11. The method of claim 10 further comprising the operation of
selecting the widths and lengths of each of the slot strips.
12. The method of claim 11 wherein the widths of the slot strips
selected during said operation of selecting are selected to be of a
first width, a second width, and a third width.
13. The method of claim 10 wherein the first lobed portion into
which part of the conductive slot strips are configured comprises a
serpentined arrangement of the conductive slot strips.

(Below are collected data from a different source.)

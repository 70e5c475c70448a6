//! Job control built-ins: `jobs`, `fg`, `bg`, `kill`

use crate::job::{JobError, JobStatus};
use crate::pipeline::CommandOutput;
use crate::shell::{Shell, ShellError};
use crate::signals::{self, SignalFailure};

impl Shell {
    /// List every job, then drop the ones that have finished
    pub(crate) fn builtin_jobs(&mut self, args: &[String]) -> CommandOutput {
        let long = args.iter().any(|arg| arg == "-l");
        let snapshot = self.jobs.snapshot();

        let mut listing = String::new();
        for job in &snapshot {
            if long {
                listing.push_str(&format!(
                    "[{}]\t{}\t{}\t{}\t{}\n",
                    job.id,
                    job.pid,
                    job.started_at.format("%H:%M:%S"),
                    job.status,
                    job.label
                ));
            } else {
                listing.push_str(&format!(
                    "[{}]\t{}\t{}\t{}\n",
                    job.id, job.pid, job.status, job.label
                ));
            }
        }

        for job in snapshot.iter().filter(|job| !job.status.is_running()) {
            self.jobs.remove(job.id);
        }

        CommandOutput::text(listing)
    }

    /// Wait for a job in the foreground
    pub(crate) fn builtin_fg(&mut self, args: &[String]) -> Result<CommandOutput, ShellError> {
        let id = match args.first() {
            Some(arg) => parse_job_id("fg", arg)?,
            None => self.jobs.current_id().ok_or(JobError::NoCurrentJob)?,
        };

        let interrupt = self.interrupt.clone();
        interrupt.reset();

        let job = self
            .jobs
            .get_mut(id)
            .ok_or(JobError::JobNotFound { command: "fg", id })?;
        let label = job.label().to_string();

        let status = match job.status() {
            JobStatus::Running => {
                tracing::debug!(job = id, pid = job.pid(), "waiting for job in foreground");
                let finished = interrupt
                    .wait(job.terminal_mut())
                    .map_err(|source| JobError::Wait { command: "fg", source })?;
                match finished {
                    Some(status) => JobStatus::from(status),
                    None => {
                        interrupt.take();
                        return Err(ShellError::Interrupted);
                    }
                }
            }
            finished => finished,
        };

        self.jobs.remove(id);
        Ok(CommandOutput {
            exit_code: status.exit_code().unwrap_or(0),
            ..CommandOutput::text(format!("{}\n", label))
        })
    }

    pub(crate) fn builtin_bg(&mut self, _args: &[String]) -> CommandOutput {
        CommandOutput::error_text("bg: job control not fully implemented\n", 1)
    }

    /// Terminate a job by id, or any process by pid
    pub(crate) fn builtin_kill(&mut self, args: &[String]) -> Result<CommandOutput, ShellError> {
        let target = match args {
            [target] => target,
            _ => return Err(JobError::Usage.into()),
        };
        let number: u32 = target
            .parse()
            .ok()
            .filter(|n| *n > 0)
            .ok_or_else(|| JobError::InvalidArgument {
                command: "kill",
                arg: target.clone(),
            })?;

        let id = number as usize;
        if let Some(job) = self.jobs.get_mut(id) {
            // A finished job's pid may already belong to someone else
            if job.status().is_running() {
                let pid = job.pid();
                signals::terminate_process(pid).map_err(|failure| signal_error(pid, failure))?;
            }
            let label = job.label().to_string();
            self.jobs.remove(id);
            return Ok(CommandOutput::text(format!("[{}] Terminated: {}\n", id, label)));
        }

        signals::terminate_process(number).map_err(|failure| signal_error(number, failure))?;
        Ok(CommandOutput::text(format!("Process {} terminated\n", number)))
    }
}

fn parse_job_id(command: &'static str, arg: &str) -> Result<usize, JobError> {
    arg.strip_prefix('%')
        .unwrap_or(arg)
        .parse::<usize>()
        .ok()
        .filter(|id| *id > 0)
        .ok_or_else(|| JobError::InvalidArgument {
            command,
            arg: arg.to_string(),
        })
}

fn signal_error(pid: u32, failure: SignalFailure) -> JobError {
    match failure {
        SignalFailure::NoSuchProcess => JobError::ProcessNotFound(pid),
        SignalFailure::PermissionDenied => JobError::PermissionDenied(pid),
        SignalFailure::Other(errno) => JobError::Signal { pid, errno },
    }
}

14. The method of claim 10 wherein said operation of selecting
further comprises selecting lengths of the first and second lobed
portions.
15. A method for forming an antenna for a radio device operable
over a first frequency band, a second frequency band, and at least
a third frequency band, said method comprising the operations of:
selecting dimensions of slot strips positionable into a bi-lobed
configuration upon a substrate in a configuration of
connected-together slot strips, with an end edge of each slot strip
engaged with an adjacent slot strip, the dimensions selected to
cause resonance of at least one part of the bi-lobed configuration
at each of the frequency bands at which the radio device is
operable; and disposing slot strips, of the dimensions selected
during said operation of selecting, upon a substrate in the
bi-lobed configuration.
Description
The present invention relates generally to a radio device, such as
a portable mobile station, that operates over multiple
communication frequency bands. More particularly, the present
invention relates to antenna apparatus and an associated method,
that transduces signal energy over the multiple communication
frequency bands at which the radio device operates.
The antenna apparatus is formed of a plurality of slot-strips, each
individually of selected dimensions and connected together in a
configuration of a selected dimension and shape such that the
resultant antenna includes a portion that transduces signal energy
at each of the frequency bands over which the radio device
operates. An antenna is constructed for instance, for a mobile
station that operates over eleven frequency bands between 800 MHz
and 5.875 GHz.
BACKGROUND OF THE INVENTION
Radio communications are a pervasive part of modern society. For
many, the availability of radio communication systems through which
to communicate is a necessary aspect of daily life. Radio
communication systems are constructed that provide both radio
broadcast services as well as interactive, two-way communication
services. Various radio communication systems are operable over
wide areas, and others are operable over only local areas.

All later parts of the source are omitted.